I'm so sorry this is happen just know you are not a failure by far. This is not something that you had control over. We can not help the hand we are dealt or the hurdles we have to jump in life. We just have to take God with us through out journey and he will gives up strength to face it all. I know it’s hard and hard to deal with but stand strong on Gods word and keep the faith. Don’t give up.
How many times have you tried IVF?
Once again, girls, thank you so much for your precious support!
I've seen my doc today and he said what I expected: my pregnancy is not viable.
I've had another u/s and nothing is changing inside; no baby, no heartbeat.

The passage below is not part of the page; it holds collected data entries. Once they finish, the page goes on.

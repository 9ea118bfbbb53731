use std::fmt;

use serde::Serialize;
use thiserror::Error;
use utoipa::ToSchema;

use crate::modules::storage::{StorageError, StorageErrorKind};

/// Failure inside a metadata store
#[derive(Debug, Error)]
pub enum MetadataError {
    #[error("Database error: {0}")]
    Database(#[from] sqlx::Error),

    #[error("Metadata store error: {0}")]
    Store(String),
}

/// Errors surfaced by the file service
#[derive(Debug, Error)]
pub enum FileError {
    #[error("Upload failed: {0}")]
    Upload(#[source] StorageError),

    #[error("File with id {id} not found")]
    NotFound { id: String },

    #[error("Access to file {id} denied for user {user_id}")]
    AccessDenied { id: String, user_id: String },

    #[error("Storage error: {0}")]
    Storage(#[from] StorageError),

    #[error("Metadata error: {0}")]
    Metadata(#[from] MetadataError),
}

impl FileError {
    pub fn not_found(id: impl Into<String>) -> Self {
        Self::NotFound { id: id.into() }
    }

    pub fn access_denied(id: impl Into<String>, user_id: impl Into<String>) -> Self {
        Self::AccessDenied {
            id: id.into(),
            user_id: user_id.into(),
        }
    }

    /// Stable code reported to API clients
    pub fn code(&self) -> ErrorCode {
        match self {
            Self::Upload(e) => match e.kind {
                StorageErrorKind::BadRequest => ErrorCode::UploadBadRequest,
                StorageErrorKind::Forbidden => ErrorCode::UploadForbidden,
                StorageErrorKind::RateLimited => ErrorCode::UploadReachLimit,
                StorageErrorKind::Unauthorized => ErrorCode::UploadUnauthorized,
                StorageErrorKind::Provider | StorageErrorKind::MalformedData => {
                    ErrorCode::UploadError
                }
            },
            Self::NotFound { .. } => ErrorCode::FileNotFound,
            Self::AccessDenied { .. } => ErrorCode::AccessDenied,
            Self::Storage(_) => ErrorCode::StorageError,
            Self::Metadata(_) => ErrorCode::MetadataError,
        }
    }

    /// Component the failure originated from
    pub fn component(&self) -> &str {
        match self {
            Self::Upload(e) | Self::Storage(e) => &e.provider,
            Self::NotFound { .. } | Self::AccessDenied { .. } => "FileService",
            Self::Metadata(_) => "MetadataStore",
        }
    }
}

#[derive(Debug, Clone, Copy, PartialEq, Eq, Serialize, ToSchema)]
#[serde(rename_all = "SCREAMING_SNAKE_CASE")]
pub enum ErrorCode {
    UploadError,
    UploadBadRequest,
    UploadForbidden,
    UploadReachLimit,
    UploadUnauthorized,
    FileNotFound,
    AccessDenied,
    StorageError,
    MetadataError,
}

impl ErrorCode {
    pub fn code(&self) -> &'static str {
        match self {
            Self::UploadError => "5001",
            Self::UploadBadRequest => "5002",
            Self::UploadForbidden => "5003",
            Self::UploadReachLimit => "5004",
            Self::UploadUnauthorized => "5005",
            Self::FileNotFound => "5006",
            Self::AccessDenied => "5007",
            Self::StorageError => "5008",
            Self::MetadataError => "5009",
        }
    }

    pub fn name(&self) -> &'static str {
        match self {
            Self::UploadError => "UPLOAD_ERROR",
            Self::UploadBadRequest => "UPLOAD_BAD_REQUEST",
            Self::UploadForbidden => "UPLOAD_FORBIDDEN",
            Self::UploadReachLimit => "UPLOAD_REACH_LIMIT",
            Self::UploadUnauthorized => "UPLOAD_UNAUTHORIZED",
            Self::FileNotFound => "FILE_NOT_FOUND",
            Self::AccessDenied => "ACCESS_DENIED",
            Self::StorageError => "STORAGE_ERROR",
            Self::MetadataError => "METADATA_ERROR",
        }
    }
}

impl fmt::Display for ErrorCode {
    fn fmt(&self, f: &mut fmt::Formatter<'_>) -> fmt::Result {
        write!(f, "{} ({})", self.name(), self.code())
    }
}

#[cfg(test)]
mod tests {
    use super::*;

    #[test]
    fn test_upload_codes_follow_storage_kind() {
        let cases = [
            (StorageErrorKind::BadRequest, "5002"),
            (StorageErrorKind::Forbidden, "5003"),
            (StorageErrorKind::RateLimited, "5004"),
            (StorageErrorKind::Unauthorized, "5005"),
            (StorageErrorKind::Provider, "5001"),
        ];
        for (kind, code) in cases {
            let err = FileError::Upload(StorageError::new(kind, "memory", "boom"));
            assert_eq!(err.code().code(), code, "kind {:?}", kind);
            assert_eq!(err.component(), "memory");
        }
    }

    #[test]
    fn test_lookup_and_permission_codes() {
        assert_eq!(FileError::not_found("1").code(), ErrorCode::FileNotFound);
        assert_eq!(
            FileError::access_denied("1", "u1").code(),
            ErrorCode::AccessDenied
        );
        assert_eq!(FileError::not_found("1").component(), "FileService");
    }

    #[test]
    fn test_error_code_display() {
        assert_eq!(ErrorCode::FileNotFound.to_string(), "FILE_NOT_FOUND (5006)");
        assert_eq!(
            serde_json::to_string(&ErrorCode::UploadReachLimit).unwrap(),
            "\"UPLOAD_REACH_LIMIT\""
        );
    }
}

He gave me time until Monday to get used to the bad news and then he will suggest pretty obvious options for me...
I'm ok only because I was swallowing this whole thing piece by piece since last Friday.
Just a little angry and I feel like a failure.
After thinking a lot about another IVF trial, I don't know if I have enough of emotional strength to do that.
Who knows, maybe we will go with adoption, skipping other options?
I pray for all of you and thanks once again for being like sisters to me!
Welcome back! I know exactly how you feel. But now having a plan makes you feel better hunh? So now I have a plan A, B, and C!!! LOL
I hope to start again soon too. I skipped this period, so maybe the next.
It is gonna hurt, because of the extra money....I am out of pocket for all except the progesterone suppositories and birth control pills! At least this time all the labs and preliminary ultrasounds are done. It certainly is a process....Glad we'll be back sharing the tww agony again!!
I have heard wheatgrass is supposed to be helpful, so I think I am going to add that to my routine....
Thinking about you and hoping for a miracle appt tomorrow!
The costs are higher then I thought. I guess the first time I looked into it, I've read about foster adoptions - they are not so expensive, but the chance is that at the end of the whole process you can still loose the baby, if birth mother wants her back...I have phone number to a lady from the state of Illinois office so I will call her and ask about details.
I'm considering adoption attorneys and agencies. The process can be long and it's good and bad: good because you can save the money in a meantime and bad...because you won't see the baby too soon. I don't have any numbers so far, but if you "google" it, there are separate lists for every state and you can contact them by email or by calling.
We will try one more time with regular IVF, but we will go with best clinic in Illinois.
Thanks God, our insurance pays for the whole thing, so we will only have to save money for adoption...
I pray for you and all of the girls here!
Hi Everyone,
Sorry for not being around for a while. I needed a timeout to clear my mind after the BFN!!
I'm seeing my doctor on May 25th, I've also made an appointment for an acupuncturist and nutritionist. I am moving full steam ahead and am planning on doing it when my cycle starts in June.
Looking forward to sharing this roller coaster ride with you all again!
Sending lots of love and baby dust!!